Wednesday, March 16, 2011

ECI Update

While we wait for Deacon's 24 hour EEG (scheduled April 4th), we are definitely utilizing his Early Childhood Intervention services! The picture above shows some of the goodies they have given us for Deacon to use. The item around his neck is called a chewy tube and is basically a baby chew toy to keep him from gnawing on his clothes while he is teething. On his hands are thumb splints. One of the things we have learned is that many children with neurological issues have a habit of tucking their thumbs inside their fists, which interferes with fine motor skills like pinching and grasping items. The splints keep him from tucking his thumbs in, but allow him to hold stuff. He is supposed to wear these at least 8 hours a day, but he actually likes them (he must think they are another item to chew on, and with 2 new teeth arriving this week they have come in handy). We have already seen improvement in him holding cookies and his bottle.

Deacon's newest service, Vision, is provided by our school district, but they keep in close contact with ECI. We were given district enrollment paperwork and it feels so strange to be filling it out for our 1 year old, instead of our 5 year old!

I have heard fabulous things about his VI teacher, who services some children at Deacon's daycare, including the directors grandson.

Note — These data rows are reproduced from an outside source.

//! Repository trait definitions for the domain layer.
//!
//! Traits define the contract for data operations; implementations live in
//! `crate::infrastructure::persistence`. Mock implementations are generated
//! via `mockall` for unit tests.
//!
//! # Testing
//!
//! See integration tests in `tests/repository_url.rs` for usage examples.

pub mod url_repository;

pub use url_repository::{StorageError, UrlRepository};

#[cfg(test)]
pub use url_repository::MockUrlRepository;
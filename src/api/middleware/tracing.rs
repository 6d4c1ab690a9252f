//! HTTP request/response tracing and request id middleware.

use axum::{body::Body, http::Request};
use tower_http::LatencyUnit;
use tower_http::classify::{ServerErrorsAsFailures, SharedClassifier};
use tower_http::request_id::{
    MakeRequestUuid, PropagateRequestIdLayer, SetRequestIdLayer,
};
use tower_http::trace::{DefaultOnRequest, DefaultOnResponse, TraceLayer};
use tracing::{Level, Span};

/// Header carrying the per-request id.
pub const REQUEST_ID_HEADER: &str = "x-request-id";

type MakeSpanFn = fn(&Request<Body>) -> Span;

/// Creates a tracing middleware for HTTP requests.
///
/// # Logging Behavior
///
/// **On Request:** creates a span at `INFO` level with the HTTP method, URI
/// and request id.
///
/// **On Response:** logs at `INFO` level with status code and latency in
/// milliseconds.
///
/// # Example Logs
///
/// ```text
/// INFO request{method=POST uri=/url request_id=6f0c...}: finished processing request latency=3 ms status=200
/// ```
pub fn layer() -> TraceLayer<
    SharedClassifier<ServerErrorsAsFailures>,
    MakeSpanFn,
    DefaultOnRequest,
    DefaultOnResponse,
> {
    TraceLayer::new_for_http()
        .make_span_with(make_span as MakeSpanFn)
        .on_request(DefaultOnRequest::new().level(Level::DEBUG))
        .on_response(
            DefaultOnResponse::new()
                .level(Level::INFO)
                .latency_unit(LatencyUnit::Millis),
        )
}

fn make_span(request: &Request<Body>) -> Span {
    let request_id = request
        .headers()
        .get(REQUEST_ID_HEADER)
        .and_then(|v| v.to_str().ok())
        .unwrap_or("-");

    tracing::info_span!(
        "request",
        method = %request.method(),
        uri = %request.uri(),
        request_id,
    )
}

/// Assigns a UUID request id to requests that do not carry one.
///
/// Must wrap [`layer`] so the id is present when the span is created.
pub fn set_request_id_layer() -> SetRequestIdLayer<MakeRequestUuid> {
    SetRequestIdLayer::x_request_id(MakeRequestUuid)
}

/// Copies the request id onto the response.
pub fn propagate_request_id_layer() -> PropagateRequestIdLayer {
    PropagateRequestIdLayer::x_request_id()
}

She already knew who Deacon was, and has peeked in on him a couple of times before he was officially added to her caseload. Last week she did her formal observation and sent me an email about her first impressions:

Wanted to let you know that I worked with Mr. Deacon this morning. First of all, he is so precious! I worked with him in the "barn" and noticed some great things. I will, of course, write up a report that I will send to you, but wanted to give you some quick things that I noticed. First, I noticed that peripheral vision on left side seems somewhat delayed which could account for the bumps on the head most often on that side. [It amazes me that she said the same thing the neurologist told us about the spasms happening in the right side of the occipital lobe, where left vision is effected.]

Next, he appeared to be most interested in toys with lights when the overhead lights were off. In this unfamiliar environment of "the barn" he was not quite as willing to walk around like in his familiar classroom. That's okay and can work towards his benefit. Since he's not sure of new environments, this behavior will keep him safe....that smart boy has figured that out.

Also, I noticed a sudden "drop down" where he was standing and got on almost all fours in a very quick motion. I don't feel like this is balance, but him trying to figure out where he is in space and feeling most comfortable with this constant contact (think of being on a cliff and looking over, you would drop to all fours to keep a better sense of where you are...I'll explain this one in person).

When she called, she said that Cortical Visual Impairment is a spectrum and he appears to be on the better end, especially in that he is walking and many kids with this don't. She also told us that with intervention other parts of his brain can learn to compensate for his vision and we will see a big improvement.

She will also be referring Deacon to the Orientation and Mobility Specialist, who helps Deacon learn to move around safely. If he qualifies, he will be up to FOUR visitors each week! I can't even begin to say how completely grateful we have been to this program and the information and suggestions they have given us already.

1 comment:

blogzilly said...

Very sweet pics. Also like the personal touch of the notes you are getting. They have a good tone to them and that's good to hear.